**What you are asked to do:** Read the records below and copy each line that contains "status".

**Data provided:**
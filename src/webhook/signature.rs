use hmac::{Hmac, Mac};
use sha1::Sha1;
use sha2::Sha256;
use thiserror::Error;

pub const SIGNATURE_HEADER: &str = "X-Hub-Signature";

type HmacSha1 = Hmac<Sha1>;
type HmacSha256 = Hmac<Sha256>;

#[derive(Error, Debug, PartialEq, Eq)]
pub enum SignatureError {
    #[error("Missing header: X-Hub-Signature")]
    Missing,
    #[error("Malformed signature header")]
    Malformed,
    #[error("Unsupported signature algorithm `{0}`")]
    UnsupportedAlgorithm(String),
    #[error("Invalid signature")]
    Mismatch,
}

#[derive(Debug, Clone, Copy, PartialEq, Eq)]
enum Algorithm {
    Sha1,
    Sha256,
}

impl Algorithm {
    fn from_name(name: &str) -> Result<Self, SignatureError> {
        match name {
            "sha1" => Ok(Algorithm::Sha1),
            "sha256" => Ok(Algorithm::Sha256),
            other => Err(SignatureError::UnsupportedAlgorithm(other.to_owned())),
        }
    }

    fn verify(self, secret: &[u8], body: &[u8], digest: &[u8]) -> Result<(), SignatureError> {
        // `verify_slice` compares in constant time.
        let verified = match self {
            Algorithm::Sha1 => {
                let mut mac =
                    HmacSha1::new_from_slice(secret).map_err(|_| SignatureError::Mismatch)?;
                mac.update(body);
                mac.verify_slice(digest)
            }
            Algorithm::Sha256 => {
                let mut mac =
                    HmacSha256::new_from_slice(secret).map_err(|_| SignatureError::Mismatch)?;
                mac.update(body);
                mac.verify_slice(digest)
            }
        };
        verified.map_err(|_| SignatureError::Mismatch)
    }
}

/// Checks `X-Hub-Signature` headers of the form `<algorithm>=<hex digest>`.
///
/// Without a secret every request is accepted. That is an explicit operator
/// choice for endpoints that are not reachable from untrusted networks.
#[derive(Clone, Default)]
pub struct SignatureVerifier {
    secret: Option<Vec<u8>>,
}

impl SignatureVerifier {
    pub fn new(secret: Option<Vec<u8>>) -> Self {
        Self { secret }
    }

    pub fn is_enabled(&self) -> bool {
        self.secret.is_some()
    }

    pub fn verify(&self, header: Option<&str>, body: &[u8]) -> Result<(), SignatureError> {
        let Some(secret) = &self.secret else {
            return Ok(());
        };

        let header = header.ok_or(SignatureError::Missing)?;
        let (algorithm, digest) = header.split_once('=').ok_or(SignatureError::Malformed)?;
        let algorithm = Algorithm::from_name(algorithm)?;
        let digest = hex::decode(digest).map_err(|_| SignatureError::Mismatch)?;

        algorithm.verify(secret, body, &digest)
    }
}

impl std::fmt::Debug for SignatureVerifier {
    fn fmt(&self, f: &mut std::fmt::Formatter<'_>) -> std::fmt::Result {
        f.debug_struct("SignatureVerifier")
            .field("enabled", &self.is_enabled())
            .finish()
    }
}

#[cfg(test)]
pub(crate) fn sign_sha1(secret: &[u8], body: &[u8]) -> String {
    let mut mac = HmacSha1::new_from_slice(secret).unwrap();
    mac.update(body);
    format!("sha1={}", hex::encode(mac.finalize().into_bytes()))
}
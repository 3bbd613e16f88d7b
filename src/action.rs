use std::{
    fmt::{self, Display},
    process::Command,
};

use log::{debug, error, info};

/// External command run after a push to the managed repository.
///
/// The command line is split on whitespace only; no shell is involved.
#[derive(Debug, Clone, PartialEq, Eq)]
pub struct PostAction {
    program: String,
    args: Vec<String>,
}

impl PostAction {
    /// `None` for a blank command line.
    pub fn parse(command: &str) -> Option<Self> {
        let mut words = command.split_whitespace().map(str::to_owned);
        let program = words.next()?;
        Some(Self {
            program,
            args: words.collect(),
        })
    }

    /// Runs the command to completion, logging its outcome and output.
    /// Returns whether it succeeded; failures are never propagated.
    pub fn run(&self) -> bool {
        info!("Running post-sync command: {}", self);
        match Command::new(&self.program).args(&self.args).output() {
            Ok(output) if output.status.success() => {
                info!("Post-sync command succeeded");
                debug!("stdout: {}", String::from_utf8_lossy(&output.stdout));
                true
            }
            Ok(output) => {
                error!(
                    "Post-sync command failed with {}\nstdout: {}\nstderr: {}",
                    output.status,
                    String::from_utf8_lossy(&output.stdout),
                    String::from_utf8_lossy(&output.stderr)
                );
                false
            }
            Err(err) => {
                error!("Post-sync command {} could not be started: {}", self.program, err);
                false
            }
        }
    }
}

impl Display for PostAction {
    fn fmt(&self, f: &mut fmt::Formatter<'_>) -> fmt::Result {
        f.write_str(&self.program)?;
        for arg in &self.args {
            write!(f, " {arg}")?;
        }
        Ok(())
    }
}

**Exercise solution:**
            Ok(output) if output.status.success() => {
                    output.status,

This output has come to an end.